When President Obama took office in 2009, his administration quickly seized on teacher evaluations as an important public-policy problem. Today, much of his legacy on K-12 education rests on efforts to revamp evaluations in the hopes of improving teaching across the country, which his administration pursued via a series of incentives for states. In response, many states adopted new systems in which teachers’ performance would be judged, in significant part, on their contributions to growth in student achievement.
Those moves have paid off in some ways, but in others, they backfired. Teacher evaluations today are more nuanced than they were eight years ago, and have contributed to better decisionmaking and enhanced student achievement in some districts. But progress was uneven, hampered by both design flaws and capacity challenges. And the changes were unpopular, helping generate a backlash against much of the reform playbook for the last few decades-as well as a strong federal role in education policy writ large. As we look ahead into the next four or eight years, an honest reflection can yield useful lessons about the potential, and limits, of federally led reform.
Teacher evaluation systems today are much stronger than they were before Obama took office. Teachers are evaluated more frequently, evaluators use higher-quality observation rubrics to assess their performance, and teachers receive more detailed feedback on their performance. More states and districts now factor teacher effectiveness into decisions regarding promotion and compensation.
These changes have had a positive effect on student learning—even if, in some cases, the changes were not implemented well. That was the finding of an independent evaluation by the Institute of Education Sciences (IES) of the administration’s investments in educator evaluation and compensation through the TIF program. The review unearthed numerous problems: Districts chose to base teacher performance awards on measures that don’t reflect individual performance, such as raw, unadjusted student achievement scores or school-wide average growth rates. They shared smaller incentives among large numbers of teachers and principals rather than giving larger awards to the highest-achieving staff. And they failed to communicate the program well to teachers and principals, leading to mass confusion about who was eligible for awards and how large the awards would be.
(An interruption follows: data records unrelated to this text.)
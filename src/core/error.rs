use std::time::Duration;
use thiserror::Error;

/// Error type produced by external collaborators (database client, version accessor).
pub type BoxError = Box<dyn std::error::Error + Send + Sync + 'static>;

/// Failure of the execution context a collaborator call ran under.
#[derive(Error, Debug, Clone, PartialEq, Eq)]
pub enum ContextError {
    #[error("operation cancelled")]
    Cancelled,

    #[error("operation timed out after {0:?}")]
    DeadlineExceeded(Duration),
}

#[derive(Error, Debug)]
pub enum ShardError {
    /// The version accessor failed; its error is surfaced unchanged.
    #[error(transparent)]
    VersionRetrieval(BoxError),

    #[error(
        "sharded operations are only supported for server >= v21.x (reported version {version}, minimum {minimum})"
    )]
    ShardOperationVersion { version: i64, minimum: i64 },

    #[error("invalid server version: {0}")]
    InvalidVersion(String),

    #[error("could not determine replication state: {source}")]
    ReplicaState {
        #[source]
        source: BoxError,
    },

    #[error("could not determine in-shard state for {table}: no active replicas")]
    NoActiveReplicas { table: String },

    #[error("shard function failed for {table}: {source}")]
    ShardFunc {
        table: String,
        #[source]
        source: BoxError,
    },

    #[error("error determining backup shard state for \"{table}\": unknown backup shard")]
    UnknownBackupShard { table: String },

    #[error(transparent)]
    Context(#[from] ContextError),

    #[error("Invalid configuration: {0}")]
    InvalidConfig(String),
}

pub type Result<T> = std::result::Result<T, ShardError>;

impl ShardError {
    /// Wraps a query transport or decode failure.
    pub fn replica_state(source: impl Into<BoxError>) -> Self {
        Self::ReplicaState {
            source: source.into(),
        }
    }

    /// Wraps a foreign error raised by a custom shard function.
    pub fn shard_func(table: impl Into<String>, source: impl Into<BoxError>) -> Self {
        Self::ShardFunc {
            table: table.into(),
            source: source.into(),
        }
    }

    /// Returns the context failure behind this error, whether it was raised directly
    /// or while the replication state query was in flight.
    pub fn context_error(&self) -> Option<&ContextError> {
        match self {
            Self::Context(err) => Some(err),
            Self::ReplicaState { source } => source.downcast_ref::<ContextError>(),
            _ => None,
        }
    }

    pub fn is_cancelled(&self) -> bool {
        matches!(self.context_error(), Some(ContextError::Cancelled))
    }
}
const FNV32_OFFSET_BASIS: u32 = 0x811c_9dc5;
const FNV32_PRIME: u32 = 0x0100_0193;

/// Computes the 32-bit FNV-1a hash of `bytes`.
pub fn fnv1a_32(bytes: &[u8]) -> u32 {
    let mut hash = FNV32_OFFSET_BASIS;
    for byte in bytes {
        hash ^= *byte as u32;
        hash = hash.wrapping_mul(FNV32_PRIME);
    }
    hash
}

/// Maps a qualified table name onto an index into a sorted replica list of `replica_count`.
///
/// Every replica evaluating this with the same inputs lands on the same index.
pub fn stable_replica_index(full_name: &str, replica_count: usize) -> usize {
    if replica_count == 0 {
        return 0;
    }
    (fnv1a_32(full_name.as_bytes()) as u64 % replica_count as u64) as usize
}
Yet, despite those flaws, a randomized controlled trial found that the program led to gains equivalent to 10 percent of a year’s worth of learning in math and 11 percent in reading.
We don’t know why the TIF program succeeded, but it suggests that performance-based evaluation and compensation systems can drive improvements in student outcomes.
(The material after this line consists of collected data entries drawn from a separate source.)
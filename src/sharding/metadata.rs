/// Replication state of one table as seen by the local replica (a `system.replicas` row).
///
/// Every column is required when decoding; a row with a missing column is rejected.
#[derive(Debug, Clone, Default, PartialEq, Eq, Serialize, Deserialize)]
pub struct TableReplicaMetadata {
    pub database: String,
    pub table: String,
    /// Name the local node is registered under in cluster metadata.
    pub replica_name: String,
    /// Every known replica of the table; a value above zero marks it active.
    pub replica_is_active: HashMap<String, i64>,
}

impl TableReplicaMetadata {
    pub fn new(
        database: impl Into<String>,
        table: impl Into<String>,
        replica_name: impl Into<String>,
    ) -> Self {
        Self {
            database: database.into(),
            table: table.into(),
            replica_name: replica_name.into(),
            replica_is_active: HashMap::new(),
        }
    }

    /// Records a replica with the given activity indicator.
    pub fn with_replica(mut self, replica: impl Into<String>, active: i64) -> Self {
        self.replica_is_active.insert(replica.into(), active);
        self
    }

    /// Returns the table name in the form `database.table`.
    pub fn full_name(&self) -> String {
        qualified_name(&self.database, &self.table)
    }

    /// Returns the active replicas sorted lexicographically.
    pub fn active_replicas(&self) -> Vec<&str> {
        let mut active = self
            .replica_is_active
            .iter()
            .filter(|(_, activity)| **activity > 0)
            .map(|(replica, _)| replica.as_str())
            .collect::<Vec<_>>();
        active.sort_unstable();
        active
    }
}
#[derive(Error, Debug, Clone, PartialEq, Eq)]
#[error("in-memory query failed: {0}")]
pub struct InMemoryQueryError(pub String);

/// A [`Querier`] serving fixed rows, for offline planning and tests.
///
/// Every issued query text is recorded so callers can assert what was asked.
#[derive(Clone, Default)]
pub struct InMemoryQuerier {
    rows: Arc<Vec<serde_json::Value>>,
    failure: Option<String>,
    queries: Arc<Mutex<Vec<String>>>,
}

impl InMemoryQuerier {
    pub fn new(rows: Vec<serde_json::Value>) -> Self {
        Self {
            rows: Arc::new(rows),
            ..Self::default()
        }
    }

    /// Serves the given metadata as `system.replicas` rows.
    pub fn from_metadata(metadata: &[TableReplicaMetadata]) -> Result<Self> {
        let rows = metadata
            .iter()
            .map(serde_json::to_value)
            .collect::<std::result::Result<Vec<_>, _>>()
            .map_err(ShardError::replica_state)?;
        Ok(Self::new(rows))
    }

    /// A querier whose every query fails with [`InMemoryQueryError`].
    pub fn failing(message: impl Into<String>) -> Self {
        Self {
            failure: Some(message.into()),
            ..Self::default()
        }
    }

    /// Returns the query texts issued so far, oldest first.
    pub async fn queries(&self) -> Vec<String> {
        self.queries.lock().await.clone()
    }
}

#[async_trait]
impl Querier for InMemoryQuerier {
    async fn select_rows(
        &self,
        _ctx: &OperationContext,
        query: &str,
    ) -> std::result::Result<Vec<serde_json::Value>, BoxError> {
        self.queries.lock().await.push(query.to_string());
        match &self.failure {
            Some(message) => Err(Box::new(InMemoryQueryError(message.clone()))),
            None => Ok(self.rows.as_ref().clone()),
        }
    }
}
There were successes, but we can also learn from the weak spots. The efforts to revamp teacher and principal evaluation systems got at least four major things wrong:
A Universal Approach. Rather than keeping its focus on competitive grant programs like RTT or TIF, the Obama administration sought to apply its ideas everywhere. In the NCLB waiver program, all states, regardless of interest or capacity, were asked to tackle teacher evaluation systems—and to do so in all of their districts. Places that didn’t really want to tackle this particular challenge were forced to anyway. While bold initiatives can be admirable, it’s important to get the scope right.
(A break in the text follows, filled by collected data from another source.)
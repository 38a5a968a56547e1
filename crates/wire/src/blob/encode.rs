//! Blob encoding
//!
//! Writes the fixed header, the base64 code id with its length prefix, the
//! delimiter and finally the payload, verbatim.

use super::options::CodecOptions;
use base64::Engine;
use byteorder::{BigEndian, ByteOrder};
use objkit_core::format::{offsets, CODE_ID_OFFSET, PACKET_NULL_BYTE};
use objkit_core::{BlobError, CodeId, ObjectHeader, Result};

/// Encode a header and payload with default options
///
/// Fails with [`BlobError::CodeIdTooLong`] if the base64 form of the code id
/// does not fit the 16-bit length prefix.
pub fn encode_blob(header: &ObjectHeader, payload: &[u8]) -> Result<Vec<u8>> {
    encode_blob_with(&CodecOptions::default(), header, payload)
}

/// Encode a header and payload
pub fn encode_blob_with(
    options: &CodecOptions,
    header: &ObjectHeader,
    payload: &[u8],
) -> Result<Vec<u8>> {
    let mut out = Vec::new();
    encode_into(options, header, payload, &mut out)?;
    Ok(out)
}

/// Append an encoded blob to `out`, returning the number of bytes written
///
/// On error `out` is left untouched.
pub fn encode_blob_into(header: &ObjectHeader, payload: &[u8], out: &mut Vec<u8>) -> Result<usize> {
    encode_into(&CodecOptions::default(), header, payload, out)
}

/// Exact size of the encoded blob with default options, without encoding it
pub fn encoded_len(header: &ObjectHeader, payload_len: usize) -> Result<usize> {
    encoded_len_with(&CodecOptions::default(), header, payload_len)
}

/// Exact size of the blob [`encode_blob_with`] would produce
///
/// Applies the same code id limit, so it fails exactly when the encoder does.
pub fn encoded_len_with(
    options: &CodecOptions,
    header: &ObjectHeader,
    payload_len: usize,
) -> Result<usize> {
    let code_id_len = checked_code_id_len(&header.code_id, options.code_id_limit())?;
    Ok(CODE_ID_OFFSET + usize::from(code_id_len) + 1 + payload_len)
}

fn encode_into(
    options: &CodecOptions,
    header: &ObjectHeader,
    payload: &[u8],
    out: &mut Vec<u8>,
) -> Result<usize> {
    let prefix = checked_code_id_len(&header.code_id, options.code_id_limit())?;
    let code_id_len = usize::from(prefix);

    let total = CODE_ID_OFFSET + code_id_len + 1 + payload.len();
    out.reserve(total);

    let encoded = base64::engine::general_purpose::STANDARD.encode(header.code_id.as_bytes());
    debug_assert_eq!(encoded.len(), code_id_len);

    out.extend_from_slice(&fixed_header(header, prefix));
    out.extend_from_slice(encoded.as_bytes());
    out.push(PACKET_NULL_BYTE);
    out.extend_from_slice(payload);

    Ok(total)
}

/// Base64 length of the code id as its u16 prefix, checked against `limit`
///
/// `limit` never exceeds `u16::MAX`, so the narrowing cannot truncate.
fn checked_code_id_len(code_id: &CodeId, limit: usize) -> Result<u16> {
    let encoded_len = base64::encoded_len(code_id.len(), true).unwrap_or(usize::MAX);
    if encoded_len > limit {
        return Err(BlobError::CodeIdTooLong {
            encoded_len,
            max: limit,
        });
    }
    Ok(encoded_len as u16)
}

/// Fixed fields followed by the code id length prefix
fn fixed_header(header: &ObjectHeader, code_id_len: u16) -> [u8; CODE_ID_OFFSET] {
    let mut buf = [0u8; CODE_ID_OFFSET];
    buf[offsets::IS_NATIVE_LANGUAGE] = u8::from(header.is_native_language);
    BigEndian::write_u32(
        &mut buf[offsets::LANGUAGE_ID..offsets::LANGUAGE_VERSION_ID],
        header.language_id,
    );
    BigEndian::write_u32(
        &mut buf[offsets::LANGUAGE_VERSION_ID..offsets::LANGUAGE_TYPE_ID],
        header.language_version_id,
    );
    BigEndian::write_u32(
        &mut buf[offsets::LANGUAGE_TYPE_ID..offsets::CODE_TYPE_ID],
        header.language_type_id,
    );
    BigEndian::write_u32(
        &mut buf[offsets::CODE_TYPE_ID..offsets::CODE_ID_LEN],
        header.code_type_id,
    );
    BigEndian::write_u16(&mut buf[offsets::CODE_ID_LEN..CODE_ID_OFFSET], code_id_len);
    buf
}

#[cfg(test)]
mod tests {
    use super::*;
    use objkit_core::format::MAX_ENCODED_CODE_ID_LEN;

    fn sample_header() -> ObjectHeader {
        ObjectHeader::new(true, 1, 2, 3, 4, "abc")
    }

    #[test]
    fn test_encode_concrete_layout() {
        let bytes = encode_blob(&sample_header(), &[0xAA, 0xBB]).unwrap();

        let parts: [&[u8]; 9] = [
            &[0x01],
            &[0, 0, 0, 1],
            &[0, 0, 0, 2],
            &[0, 0, 0, 3],
            &[0, 0, 0, 4],
            &[0x00, 0x04],
            b"YWJj",
            &[0x00],
            &[0xAA, 0xBB],
        ];
        assert_eq!(bytes, parts.concat());
    }

    #[test]
    fn test_encode_false_flag_is_zero_byte() {
        let mut header = sample_header();
        header.is_native_language = false;
        let bytes = encode_blob(&header, &[]).unwrap();
        assert_eq!(bytes[0], 0x00);
    }

    #[test]
    fn test_encode_integers_big_endian() {
        let header = ObjectHeader::new(false, 0x0102_0304, u32::MAX, 0, 0xA0B0_C0D0, "");
        let bytes = encode_blob(&header, &[]).unwrap();
        assert_eq!(&bytes[1..5], &[0x01, 0x02, 0x03, 0x04]);
        assert_eq!(&bytes[5..9], &[0xFF; 4]);
        assert_eq!(&bytes[9..13], &[0x00; 4]);
        assert_eq!(&bytes[13..17], &[0xA0, 0xB0, 0xC0, 0xD0]);
    }

    #[test]
    fn test_encode_empty_payload_ends_at_delimiter() {
        let bytes = encode_blob(&sample_header(), &[]).unwrap();
        assert_eq!(bytes.len(), CODE_ID_OFFSET + 4 + 1);
        assert_eq!(bytes.last(), Some(&PACKET_NULL_BYTE));
    }

    #[test]
    fn test_encode_empty_code_id() {
        let header = ObjectHeader::new(true, 1, 1, 1, 1, "");
        let bytes = encode_blob(&header, b"xyz").unwrap();
        assert_eq!(&bytes[17..19], &[0, 0]);
        assert_eq!(bytes[19], PACKET_NULL_BYTE);
        assert_eq!(&bytes[20..], b"xyz");
    }

    #[test]
    fn test_encode_payload_copied_verbatim() {
        let payload: Vec<u8> = (0..=255).collect();
        let bytes = encode_blob(&sample_header(), &payload).unwrap();
        assert_eq!(&bytes[bytes.len() - 256..], payload.as_slice());
    }

    #[test]
    fn test_encoded_code_id_has_no_delimiter() {
        let header = ObjectHeader::new(true, 1, 2, 3, 4, vec![0u8; 33]);
        let bytes = encode_blob(&header, &[]).unwrap();
        let len = BigEndian::read_u16(&bytes[17..19]) as usize;
        assert!(!bytes[19..19 + len].contains(&PACKET_NULL_BYTE));
    }

    #[test]
    fn test_encode_largest_code_id() {
        // 49149 raw bytes -> 65532 base64 bytes, the largest padded length <= 65535
        let header = ObjectHeader::new(true, 1, 2, 3, 4, vec![b'x'; 49_149]);
        let bytes = encode_blob(&header, &[]).unwrap();
        assert_eq!(BigEndian::read_u16(&bytes[17..19]), 65_532);
        assert_eq!(bytes.len(), CODE_ID_OFFSET + 65_532 + 1);
    }

    #[test]
    fn test_encode_code_id_too_long() {
        // 49150 raw bytes -> 65536 base64 bytes
        let header = ObjectHeader::new(true, 1, 2, 3, 4, vec![b'x'; 49_150]);
        let err = encode_blob(&header, &[]).unwrap_err();
        assert_eq!(
            err,
            BlobError::CodeIdTooLong {
                encoded_len: 65_536,
                max: MAX_ENCODED_CODE_ID_LEN,
            }
        );
    }

    #[test]
    fn test_encode_with_custom_limit() {
        let opts = CodecOptions::new().max_encoded_code_id_len(8);
        let fits = ObjectHeader::new(true, 1, 2, 3, 4, "abcdef");
        assert!(encode_blob_with(&opts, &fits, &[]).is_ok());

        let too_long = ObjectHeader::new(true, 1, 2, 3, 4, "abcdefg");
        let err = encode_blob_with(&opts, &too_long, &[]).unwrap_err();
        assert!(matches!(
            err,
            BlobError::CodeIdTooLong {
                encoded_len: 12,
                max: 8
            }
        ));
    }

    #[test]
    fn test_encode_into_appends() {
        let mut out = vec![0xEE];
        let written = encode_blob_into(&sample_header(), &[0xAA], &mut out).unwrap();
        assert_eq!(written, out.len() - 1);
        assert_eq!(out[0], 0xEE);
        assert_eq!(&out[1..], encode_blob(&sample_header(), &[0xAA]).unwrap().as_slice());
    }

    #[test]
    fn test_encode_into_leaves_buffer_on_error() {
        let header = ObjectHeader::new(true, 1, 2, 3, 4, vec![0u8; 60_000]);
        let mut out = vec![1, 2, 3];
        assert!(encode_blob_into(&header, &[], &mut out).is_err());
        assert_eq!(out, vec![1, 2, 3]);
    }

    #[test]
    fn test_encoded_len_with_honours_custom_limit() {
        let opts = CodecOptions::new().max_encoded_code_id_len(4);
        let header = ObjectHeader::new(true, 1, 2, 3, 4, "abcd");

        let expected = BlobError::CodeIdTooLong {
            encoded_len: 8,
            max: 4,
        };
        assert_eq!(encode_blob_with(&opts, &header, &[]).unwrap_err(), expected);
        assert_eq!(encoded_len_with(&opts, &header, 0).unwrap_err(), expected);
        assert_eq!(encoded_len(&header, 0).unwrap(), CODE_ID_OFFSET + 8 + 1);

        let fits = ObjectHeader::new(true, 1, 2, 3, 4, "abc");
        let bytes = encode_blob_with(&opts, &fits, &[0xAA]).unwrap();
        assert_eq!(encoded_len_with(&opts, &fits, 1).unwrap(), bytes.len());
    }

    #[test]
    fn test_prefix_at_limit_is_exact() {
        // Largest length that fits the limit is written unchanged as the prefix
        let opts = CodecOptions::new().max_encoded_code_id_len(12);
        let header = ObjectHeader::new(true, 1, 2, 3, 4, vec![b'z'; 9]);
        let bytes = encode_blob_with(&opts, &header, &[]).unwrap();
        assert_eq!(BigEndian::read_u16(&bytes[17..19]), 12);
        assert_eq!(
            checked_code_id_len(&CodeId::new(vec![0u8; 49_149]), MAX_ENCODED_CODE_ID_LEN),
            Ok(65_532)
        );
    }

    #[test]
    fn test_encoded_len_matches_output() {
        for payload_len in [0usize, 1, 17, 4096] {
            let payload = vec![7u8; payload_len];
            let bytes = encode_blob(&sample_header(), &payload).unwrap();
            assert_eq!(encoded_len(&sample_header(), payload_len).unwrap(), bytes.len());
        }
    }
}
A Narrow Definition of Reform. In all its grant competitions and funding programs, the administration included language that pushed states and districts to create multi-tiered evaluation systems to “differentiate” among educators based “in significant part” on their contributions to “student growth.” States and districts should have been focusing on the real end goal—differentiating the best teachers from those who are merely satisfactory and those who continue to struggle—a task that would not have required complicated mathematical formulas designed to measure each teacher’s “value-added” to student achievement. It would have been better to allow or even encourage states and districts to use any set of measures that came to broadly similar results.
Process over Purpose. There are perils in prioritizing a process over its end result. The perceived complexities of evaluating teaching and, in particular, the mysterious-sounding nature of value-added models, captured much of the public conversation—and the time and efforts of state and district officials. The push to revamp evaluation systems ended up focusing too much on the evaluation systems themselves, and never actually got around to using those systems to make decisions.
Common Core Collision. As these new systems were coming online in 2013 and 2014, many states and districts were also starting to implement the Common Core State Standards and related assessments. The two reforms amounted to a one-two punch in the public eye and gave critics an easy-to-understand argument against reform: too many uncertainties, all at once.